use actix_web::{HttpRequest, HttpResponse, Result as ActixResult};
use chrono::Datelike;
use std::collections::{BTreeMap, HashMap};
use std::sync::Arc;

use super::WeeklyLessonService;
use crate::errors::Result;
use crate::middlewares::RequireJWT;
use crate::models::users::entities::UserRole;
use crate::models::weekly_lessons::{
    entities::{WeeklyLesson, weekday_name},
    requests::WeeklyLessonQuery,
    responses::{LessonView, MyLessonsResponse, UpcomingDay, UpcomingLessonsResponse},
};
use crate::services::{current_school_year, current_student, current_teacher, respond};
use crate::storage::Storage;

/// 给课时补上班级/科目/教师名称
pub(crate) async fn build_lesson_views(
    storage: &Arc<dyn Storage>,
    lessons: Vec<WeeklyLesson>,
) -> Result<Vec<LessonView>> {
    let mut class_names: HashMap<i64, String> = HashMap::new();
    let mut subject_names: HashMap<i64, String> = HashMap::new();
    let mut teacher_names: HashMap<i64, String> = HashMap::new();

    let mut views = Vec::with_capacity(lessons.len());
    for lesson in lessons {
        if !class_names.contains_key(&lesson.class_id)
            && let Some(class) = storage.get_class_by_id(lesson.class_id).await?
        {
            class_names.insert(lesson.class_id, class.name);
        }
        if !subject_names.contains_key(&lesson.subject_id)
            && let Some(subject) = storage.get_subject_by_id(lesson.subject_id).await?
        {
            subject_names.insert(lesson.subject_id, subject.name);
        }
        if !teacher_names.contains_key(&lesson.teacher_id)
            && let Some(teacher) = storage.get_teacher_by_id(lesson.teacher_id).await?
            && let Some(user) = storage.get_user_by_id(teacher.user_id).await?
        {
            teacher_names.insert(lesson.teacher_id, user.name);
        }

        let class_name = class_names
            .get(&lesson.class_id)
            .cloned()
            .unwrap_or_default();
        let subject_name = subject_names
            .get(&lesson.subject_id)
            .cloned()
            .unwrap_or_default();
        let teacher_name = teacher_names
            .get(&lesson.teacher_id)
            .cloned()
            .unwrap_or_default();

        views.push(LessonView {
            lesson,
            class_name,
            subject_name,
            teacher_name,
        });
    }

    Ok(views)
}

pub async fn list_lessons(
    service: &WeeklyLessonService,
    request: &HttpRequest,
    query: WeeklyLessonQuery,
) -> ActixResult<HttpResponse> {
    let storage = service.get_storage(request);

    // 教师看自己的课，学生看自己当前班级的课，管理员看全部
    let (teacher_filter, class_filter) = match RequireJWT::extract_user_role(request) {
        Some(UserRole::Teacher) => {
            let teacher = match current_teacher(&storage, request).await {
                Ok(teacher) => teacher,
                Err(response) => return Ok(response),
            };
            (Some(teacher.id), None)
        }
        Some(UserRole::Student) => {
            let student = match current_student(&storage, request).await {
                Ok(student) => student,
                Err(response) => return Ok(response),
            };
            let class_id = match storage
                .active_class_of_student(student.id, current_school_year())
                .await
            {
                Ok(Some(class)) => Some(class.id),
                Ok(None) => student.class_id,
                Err(e) => return Ok(respond::internal("Failed to resolve class", e)),
            };
            match class_id {
                Some(class_id) => (None, Some(class_id)),
                None => return Ok(respond::ok(Vec::<LessonView>::new(), "Lessons retrieved")),
            }
        }
        _ => (None, None),
    };

    let lessons = match storage
        .list_weekly_lessons(teacher_filter, class_filter, &query)
        .await
    {
        Ok(lessons) => lessons,
        Err(e) => return Ok(respond::internal("Failed to list weekly lessons", e)),
    };

    match build_lesson_views(&storage, lessons).await {
        Ok(views) => Ok(respond::ok(views, "Lessons retrieved successfully")),
        Err(e) => Ok(respond::internal("Failed to build lesson views", e)),
    }
}

/// 教师课表：全量 + 按 weekday 0-6 分组
pub async fn my_lessons(
    service: &WeeklyLessonService,
    request: &HttpRequest,
) -> ActixResult<HttpResponse> {
    let storage = service.get_storage(request);

    let teacher = match current_teacher(&storage, request).await {
        Ok(teacher) => teacher,
        Err(response) => return Ok(response),
    };

    let lessons = match storage
        .list_weekly_lessons(Some(teacher.id), None, &WeeklyLessonQuery::default())
        .await
    {
        Ok(lessons) => lessons,
        Err(e) => return Ok(respond::internal("Failed to list weekly lessons", e)),
    };

    let views = match build_lesson_views(&storage, lessons).await {
        Ok(views) => views,
        Err(e) => return Ok(respond::internal("Failed to build lesson views", e)),
    };

    // 七天都给出分组，没课的天是空数组
    let mut by_weekday: BTreeMap<i32, Vec<LessonView>> = (0..7).map(|d| (d, Vec::new())).collect();
    for view in &views {
        by_weekday
            .entry(view.lesson.weekday)
            .or_default()
            .push(view.clone());
    }

    Ok(respond::ok(
        MyLessonsResponse {
            lessons: views,
            lessons_by_weekday: by_weekday,
        },
        "Lessons retrieved successfully",
    ))
}

/// 学生的"接下来一周"：从今天开始按 weekday 滚动 7 天
pub async fn upcoming_lessons(
    service: &WeeklyLessonService,
    request: &HttpRequest,
) -> ActixResult<HttpResponse> {
    let storage = service.get_storage(request);

    let student = match current_student(&storage, request).await {
        Ok(student) => student,
        Err(response) => return Ok(response),
    };

    let Some(class_id) = student.class_id else {
        return Ok(respond::ok(
            UpcomingLessonsResponse {
                lessons: Vec::new(),
                upcoming: Vec::new(),
            },
            "Lessons retrieved",
        ));
    };

    let lessons = match storage.active_lessons_of_class(class_id).await {
        Ok(lessons) => lessons,
        Err(e) => return Ok(respond::internal("Failed to list weekly lessons", e)),
    };

    let views = match build_lesson_views(&storage, lessons).await {
        Ok(views) => views,
        Err(e) => return Ok(respond::internal("Failed to build lesson views", e)),
    };

    let today = chrono::Local::now().date_naive().weekday().num_days_from_sunday() as i32;
    let mut upcoming = Vec::new();
    for offset in 0..7 {
        let weekday = (today + offset) % 7;
        let day_lessons: Vec<LessonView> = views
            .iter()
            .filter(|v| v.lesson.weekday == weekday)
            .cloned()
            .collect();
        if !day_lessons.is_empty() {
            upcoming.push(UpcomingDay {
                day: weekday_name(weekday),
                weekday,
                lessons: day_lessons,
            });
        }
    }

    Ok(respond::ok(
        UpcomingLessonsResponse {
            lessons: views,
            upcoming,
        },
        "Lessons retrieved successfully",
    ))
}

....

In the data above, each line holding "None" is to be found and copied.

__Solution for this problem__:
            (Some(teacher.id), None)
                Ok(None) => student.class_id,
                Some(class_id) => (None, Some(class_id)),
                None => return Ok(respond::ok(Vec::<LessonView>::new(), "Lessons retrieved")),
        _ => (None, None),
        .list_weekly_lessons(Some(teacher.id), None, &WeeklyLessonQuery::default())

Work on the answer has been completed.